What you will do
The response must consist of each line in the listing that has the word "None" in it.

The input: Begin

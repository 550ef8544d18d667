//! Field expansion: subfields, components, scale/offset, enum resolution.
//! Table lookup by (message, field) drives what to do with the raw bytes,
//! with the table itself carried as data in `profile::messages` rather than
//! literal match arms.

use std::collections::HashMap;

use crate::basetype::BaseValue;
use crate::error::Result;
use crate::message::{Field, FieldValue};
use crate::processor::Processor;
use crate::profile::{self, TypeRef};

/// Tracks the rolling accumulator register components with `accumulate:
/// true` need to reconstruct values that wrap within their narrow bit width.
/// Keyed per (message, destination field) so two different messages'
/// components never share state.
pub struct FieldExpander {
    accumulators: HashMap<(u16, u8), i64>,
}

impl FieldExpander {
    pub fn new() -> Self {
        FieldExpander { accumulators: HashMap::new() }
    }

    /// Expands one decoded raw field into one or more output fields: the
    /// field itself (after subfield override, scale/offset, and enum
    /// resolution) plus any component fields it packs. Component bits are
    /// read from `raw`'s little-endian bit stream (`BaseValue::as_bitstream`).
    ///
    /// `siblings` holds the raw integer value of every field already
    /// decoded earlier in this same message, keyed by field definition
    /// number — subfield selection can only reference a field that precedes
    /// it in the data record.
    pub fn expand(
        &mut self,
        global_message_number: u16,
        message_name: &str,
        field_definition_number: u8,
        raw: BaseValue,
        siblings: &HashMap<u8, i64>,
        processor: &dyn Processor,
    ) -> Result<Vec<Field>> {
        let descriptor = profile::field_descriptor(global_message_number, field_definition_number);

        let base_name = descriptor.map(|d| d.name).unwrap_or("");
        let base_type_ref = descriptor.map(|d| d.type_ref);
        let base_units = descriptor.and_then(|d| d.units);
        let base_scale = descriptor.and_then(|d| d.scale);
        let base_offset = descriptor.and_then(|d| d.offset);
        let base_components = descriptor.map(|d| d.components).unwrap_or(&[]);
        let subfields = descriptor.map(|d| d.subfields).unwrap_or(&[]);

        let selected = subfields.iter().find(|sf| {
            siblings.get(&sf.reference_field).map(|v| sf.reference_values.contains(v)).unwrap_or(false)
        });

        let (name, type_ref, units, scale, offset, components) = match selected {
            Some(sf) => (sf.name, Some(sf.type_ref), sf.units, sf.scale, sf.offset, sf.components),
            None if descriptor.is_some() => {
                (base_name, base_type_ref, base_units, base_scale, base_offset, base_components)
            }
            None => ("", None, None, None, None, &[][..]),
        };

        let resolved_name = if name.is_empty() {
            profile::field_name(global_message_number, field_definition_number)
        } else {
            name.to_string()
        };

        let mut out = Vec::new();

        let bitstream = raw.as_bitstream();
        let mut bit_offset = 0u32;
        for component in components {
            if let Some(value) = self.expand_component(global_message_number, bitstream, bit_offset, component) {
                let component_name = profile::field_name(global_message_number, component.destination_field);
                let value = processor.process_field(message_name, &component_name, value)?;
                out.push(Field {
                    definition_number: component.destination_field,
                    name: component_name,
                    units: component.units.map(str::to_string),
                    value,
                    is_developer_field: false,
                });
            }
            bit_offset += component.bits;
        }

        let value = resolve_scalar(type_ref, scale, offset, &raw);
        let value = match type_ref {
            Some(TypeRef::Named(type_name)) => processor.process_type(type_name, value)?,
            _ => value,
        };
        let value = processor.process_field(message_name, &resolved_name, value)?;

        out.insert(
            0,
            Field {
                definition_number: field_definition_number,
                name: resolved_name,
                units: units.map(str::to_string),
                value,
                is_developer_field: false,
            },
        );
        Ok(out)
    }

    fn expand_component(
        &mut self,
        global_message_number: u16,
        bitstream: Option<u64>,
        bit_offset: u32,
        component: &profile::ComponentDescriptor,
    ) -> Option<FieldValue> {
        let bits_value = bitstream?;
        let mask = if component.bits >= 64 { u64::MAX } else { (1u64 << component.bits) - 1 };
        let part = ((bits_value >> bit_offset) & mask) as i64;

        let value = if component.accumulate {
            let key = (global_message_number, component.destination_field);
            let period = (mask as i64) + 1;
            let accumulated = match self.accumulators.get(&key) {
                Some(&prev) => {
                    let prev_low = prev.rem_euclid(period);
                    if part < prev_low {
                        prev - prev_low + part + period
                    } else {
                        prev - prev_low + part
                    }
                }
                None => part,
            };
            self.accumulators.insert(key, accumulated);
            accumulated
        } else {
            part
        };

        Some(match (component.scale, component.offset) {
            (Some(scale), Some(offset)) => FieldValue::Scaled(value as f64 / scale - offset),
            _ => FieldValue::Base(BaseValue::Sint64(vec![value])),
        })
    }
}

impl Default for FieldExpander {
    fn default() -> Self {
        Self::new()
    }
}

/// Applies scale/offset (or enum resolution, for named enum types) to a raw
/// decoded value. Anything with neither just passes the raw value through.
fn resolve_scalar(type_ref: Option<TypeRef>, scale: Option<f64>, offset: Option<f64>, raw: &BaseValue) -> FieldValue {
    if let (Some(scale), Some(offset)) = (scale, offset) {
        if let Some(v) = raw.as_f64() {
            return FieldValue::Scaled(v / scale - offset);
        }
    }
    if let Some(TypeRef::Named(type_name)) = type_ref {
        if let Some(raw_int) = raw.as_i64() {
            if let Some(name) = profile::types::resolve_enum(type_name, raw_int) {
                return FieldValue::Enum { raw: raw_int, name: Some(name) };
            }
            if profile::types::lookup(type_name).map(|d| d.values.is_some()).unwrap_or(false) {
                return FieldValue::Enum { raw: raw_int, name: None };
            }
        }
    }
    FieldValue::Base(raw.clone())
}

#[cfg(test)]
mod tests {
    use super::*;
    use crate::processor::DefaultProcessor;

    #[test]
    fn expands_named_field_with_scale() {
        let mut expander = FieldExpander::new();
        let siblings = HashMap::new();
        // record/altitude (field 2): scale 5, offset 500.
        let fields = expander
            .expand(20, "record", 2, BaseValue::Uint16(vec![3000]), &siblings, &DefaultProcessor)
            .unwrap();
        assert_eq!(fields.len(), 1);
        assert_eq!(fields[0].name, "altitude");
        match fields[0].value {
            FieldValue::Scaled(v) => assert!((v - 100.0).abs() < 1e-9),
            _ => panic!("expected scaled value"),
        }
    }

    #[test]
    fn unknown_field_falls_back_to_field_n() {
        let mut expander = FieldExpander::new();
        let siblings = HashMap::new();
        let fields = expander
            .expand(9999, "message_9999", 7, BaseValue::Uint8(vec![1]), &siblings, &DefaultProcessor)
            .unwrap();
        assert_eq!(fields[0].name, "field_7");
    }

    #[test]
    fn component_expansion_splits_compressed_speed_distance() {
        let mut expander = FieldExpander::new();
        let siblings = HashMap::new();
        // speed = 5.0 m/s * 100 = 500 (12 bits); distance packed into next 12 bits.
        let packed: u32 = 500 | (10u32 << 12);
        let bytes = vec![(packed & 0xFF) as u8, ((packed >> 8) & 0xFF) as u8, ((packed >> 16) & 0xFF) as u8];
        let fields = expander
            .expand(20, "record", 8, BaseValue::Byte(bytes), &siblings, &DefaultProcessor)
            .unwrap();
        // the packed source field first, then its components in declaration order.
        assert_eq!(fields[0].name, "compressed_speed_distance");
        assert_eq!(fields[1].name, "speed");
        assert_eq!(fields[2].name, "distance");
        match fields[1].value {
            FieldValue::Scaled(v) => assert!((v - 5.0).abs() < 1e-9),
            _ => panic!("expected scaled speed"),
        }
    }
}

The input: End

The completed task
            None if descriptor.is_some() => {
            None => ("", None, None, None, None, &[][..]),
                None => part,
                return FieldValue::Enum { raw: raw_int, name: None };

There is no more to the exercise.